Gloria House - January 17, 2014 Reply


jean massey - January 17, 2014 Reply

where are the closets?

    Jay Olstead - January 18, 2014 Reply

    Where are the closets? Good question. I will send you some still shots showing the closet downstairs just to the left of the bathroom sink. In the longer video, the closet can be seen if you know that it is mirrored. You will see it flickering and reflecting light. In the upstars master bedroom, the king size bed mattress is on top of a multi drawer platform storage unit. Lots of storage for clothes, shoes, socks, etc. I will send you a picture of the bed platform, showing all the variations for storage. It will blow you away. Additionally, the small loft has a full size bed mattress on a platform for storage. For those who want more storage, our downstairs rear room ” ROLL OUT ” currently shows a desk. The desk folds up and the entire wall converts into a twin size bed. However, if you sleep downstairs, then you could convert the small loft into a large closet/storage area. Or sleep up stairs and convert rear room ” ROLL OUT” into a second closet. There are so many possibilities. Ciao Jay
    Who is M Ragsdale III.

Peg Fisher - January 17, 2014 Reply

From a trademark standpoint, Toyota is already using the name Prius. You may need to rename that design.

    Jay Olstead - February 16, 2014 Reply

    Please forward your email and we’ll send you some additional infomation and photos. Thanks Jay

    Jay Olstead - February 16, 2014 Reply

    Prius is a Latin word which is roughly translates to “prior.” Toyota picked the word for its hybrid car to indicate that it’s a predecessor of cars to come. One thing the automaker should have done was register the Prius trademark worldwide. What happened instead was that an automotive company in India called Prius Auto Industries popped up and registered its own trademark six years before Toyota thought about it.

    The court in New Delhi denied Toyota’s request for exclusive rights to the Prius trademark, citing the long delay. Also dismissed by the court was Toyota’s claim that having two automotive claims to the Prius name could confuse buyers into thinking that any parts with the Prius Auto Industries branding could be misconstrued as originating from Toyota.

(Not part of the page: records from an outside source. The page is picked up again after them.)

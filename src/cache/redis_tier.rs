//! Shared cache tier backed by Redis.

use std::time::Duration;

use async_trait::async_trait;
use redis::aio::ConnectionManager;
use redis::AsyncCommands;

use super::key::CacheKey;
use super::{CacheError, CacheTier, CachedRecord};

const KEY_PREFIX: &str = "nermux:kb";

/// Network-backed shared tier. Larger and slower than the in-process
/// tier, visible to every pipeline instance pointed at the same server.
pub struct RedisTier {
    manager: ConnectionManager,
    ttl: Duration,
}

impl RedisTier {
    pub async fn connect(url: &str, ttl: Duration) -> Result<Self, CacheError> {
        let client =
            redis::Client::open(url).map_err(|e| CacheError::Tier("shared", e.to_string()))?;
        let manager = ConnectionManager::new(client)
            .await
            .map_err(|e| CacheError::Tier("shared", e.to_string()))?;
        Ok(Self { manager, ttl })
    }

    fn redis_key(key: &CacheKey) -> String {
        format!("{}:{}", KEY_PREFIX, key)
    }
}

#[async_trait]
impl CacheTier for RedisTier {
    fn name(&self) -> &str {
        "shared"
    }

    async fn get(&self, key: &CacheKey) -> Result<Option<CachedRecord>, CacheError> {
        let mut conn = self.manager.clone();
        let raw: Option<String> = conn
            .get(Self::redis_key(key))
            .await
            .map_err(|e| CacheError::Tier("shared", e.to_string()))?;
        match raw {
            Some(raw) => {
                let value: CachedRecord = serde_json::from_str(&raw)?;
                Ok(Some(value))
            }
            None => Ok(None),
        }
    }

    async fn put(&self, key: &CacheKey, value: &CachedRecord) -> Result<(), CacheError> {
        let mut conn = self.manager.clone();
        let raw = serde_json::to_string(value)?;
        conn.set_ex::<_, _, ()>(Self::redis_key(key), raw, self.ttl.as_secs())
            .await
            .map_err(|e| CacheError::Tier("shared", e.to_string()))?;
        Ok(())
    }

    async fn remove(&self, key: &CacheKey) -> Result<(), CacheError> {
        let mut conn = self.manager.clone();
        conn.del::<_, ()>(Self::redis_key(key))
            .await
            .map_err(|e| CacheError::Tier("shared", e.to_string()))?;
        Ok(())
    }

    async fn clear(&self) -> Result<(), CacheError> {
        let mut conn = self.manager.clone();
        let keys: Vec<String> = conn
            .keys(format!("{}:*", KEY_PREFIX))
            .await
            .map_err(|e| CacheError::Tier("shared", e.to_string()))?;
        if !keys.is_empty() {
            conn.del::<_, ()>(keys)
                .await
                .map_err(|e| CacheError::Tier("shared", e.to_string()))?;
        }
        Ok(())
    }
}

The high income group typical of the Toyota buyer in India puts that person in the position to understand what it is they’re paying for.

dewhit - January 17, 2014 Reply

Sooner or later, there has to be a cash infusion and a model built.

Is this the run up to a social media fund program ?

    Jay Olstead - January 18, 2014 Reply

    We are already building our first prototype. Our prototype is a 1900s Sunday House complete with clap board siding, enormous windows, one Kitchen 4′ by 7′ patent pending room “ROLL OUT”, two folding decks, one loft, R 60 insulated walls, 12 volt solar air conditioner, on board water precipitation generator, and our first collapsible roof when transporting down the highway. When arriving at it’s destination, the uprighted roof makes the home a 1 and 1/2 story home. This home is being built primarily to facilitate securing a patent on our “ROOM ROLL OUTS” Since this is a prototype, the size is only 8′ by 8′. However, this tiny tiny home pushes the envelope with approx. 140 square feet….the most in the industry. It’s small footprint, allows for towing by a 1/2 ton truck or SUV. We will be able to take this home to conventions, work shops, and other venues. Let me send you some additional information. Our prototype will be featured on a special Ragsdale Homes Bloq soon. Photos are available now on request.

Jay - January 17, 2014 Reply

I have already built a home with a slide out totaling 594sqft on 2 trailers. I am the first with a slide out in a tiny house. Check it out on YouTube transformer tiny house on wheels. It was a lot of work, believe me. I wish you luck on your build.

Chinle Miller - January 17, 2014 Reply

It’s interesting but way too sterile and high-tech looking for me.

    Jay Olstead - January 18, 2014 Reply

    HI I’m sorry that our first model is too sterile and high-tech looking for you. Some people like contemporary. However, we are now finishing our second design which is a beautiful mediterranean complete with stucco/stone exterior, fireplace, awnings, georgous heavy clad doors, extended railings, and solar powered faux clay tile roof. This design will blow you away if you like classic, time tested, bold design….lots of heavy wood trim, hardwood plank floors. Pictures will be available in two weeks. Additionally, we are now building our first prototype, a 1900s Sunday House. Resembles a small church( no disrespect intended)with high pitch roof, washboard siding, enourmous windows, double french door entryway. This is very refreshing for me to design this home. Just bring the Angels!! Let me send you some additional information. Ciao Jay
    Who is M Ragsdale III ?

Denise McNickle - January 18, 2014 Reply

I really like the look of your model. A tiny house is my goal for when we retire in a few years. The price is a concern for me since we will have a small cash budget. To me, one of the advantages of going tiny is to get a livable space for a reasonable cash price.
I am looking at lots of different photographs and plans to pick one that is right for us. Do you foresee a tiny house without a loft type bedroom? After 2 knee replacements, I don’t want to climb up and down stairs to go to bed.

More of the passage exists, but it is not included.